Saved entries

//! Observability subsystem.
//!
//! # Data Flow
//! ```text
//! All subsystems produce:
//!     → logging.rs (structured log events)
//!     → metrics.rs (counters)
//!
//! Consumers:
//!     → Log aggregation (stdout, pretty or JSON)
//!     → Whatever metrics recorder the host installs
//! ```
//!
//! # Design Decisions
//! - Structured logging (JSON) for machine parsing
//! - Metrics are cheap (no-op without a recorder)

pub mod logging;
pub mod metrics;
//! Routing subsystem.
//!
//! # Data Flow
//! ```text
//! Navigation target (path)
//!     → router.rs (route lookup, declaration order)
//!     → matcher.rs (bind params, consult named matchers)
//!     → Return: matched route + params, or NotFound
//!
//! Route Compilation (at manifest construction):
//!     RouteConfig[]
//!     → pattern.rs (derive pattern + params from the route id when absent)
//!     → compile patterns
//!     → Freeze as immutable RouteTable
//! ```
//!
//! # Design Decisions
//! - Routes compiled once, immutable at runtime
//! - Deterministic: same input always matches same route
//! - First match wins (declaration order, no specificity ranking)

pub mod matcher;
pub mod pattern;
pub mod router;

pub use matcher::{InvalidMatcherPattern, MatcherRegistry, ParamMatcher, Params, RegexMatcher};
pub use pattern::{parse_route_id, ParsedRoute, PatternError};
pub use router::{RouteDescriptor, RouteError, RouteMatch, RouteTable};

▶ _About this exercise_
Please print exactly what appears from the first line of the data through the line with "pub mod logging;", including both of those lines and nothing past them.

▶ _Answer box_
//! Observability subsystem.
//!
//! # Data Flow
//! ```text
//! All subsystems produce:
//!     → logging.rs (structured log events)
//!     → metrics.rs (counters)
//!
//! Consumers:
//!     → Log aggregation (stdout, pretty or JSON)
//!     → Whatever metrics recorder the host installs
//! ```
//!
//! # Design Decisions
//! - Structured logging (JSON) for machine parsing
//! - Metrics are cheap (no-op without a recorder)

pub mod logging;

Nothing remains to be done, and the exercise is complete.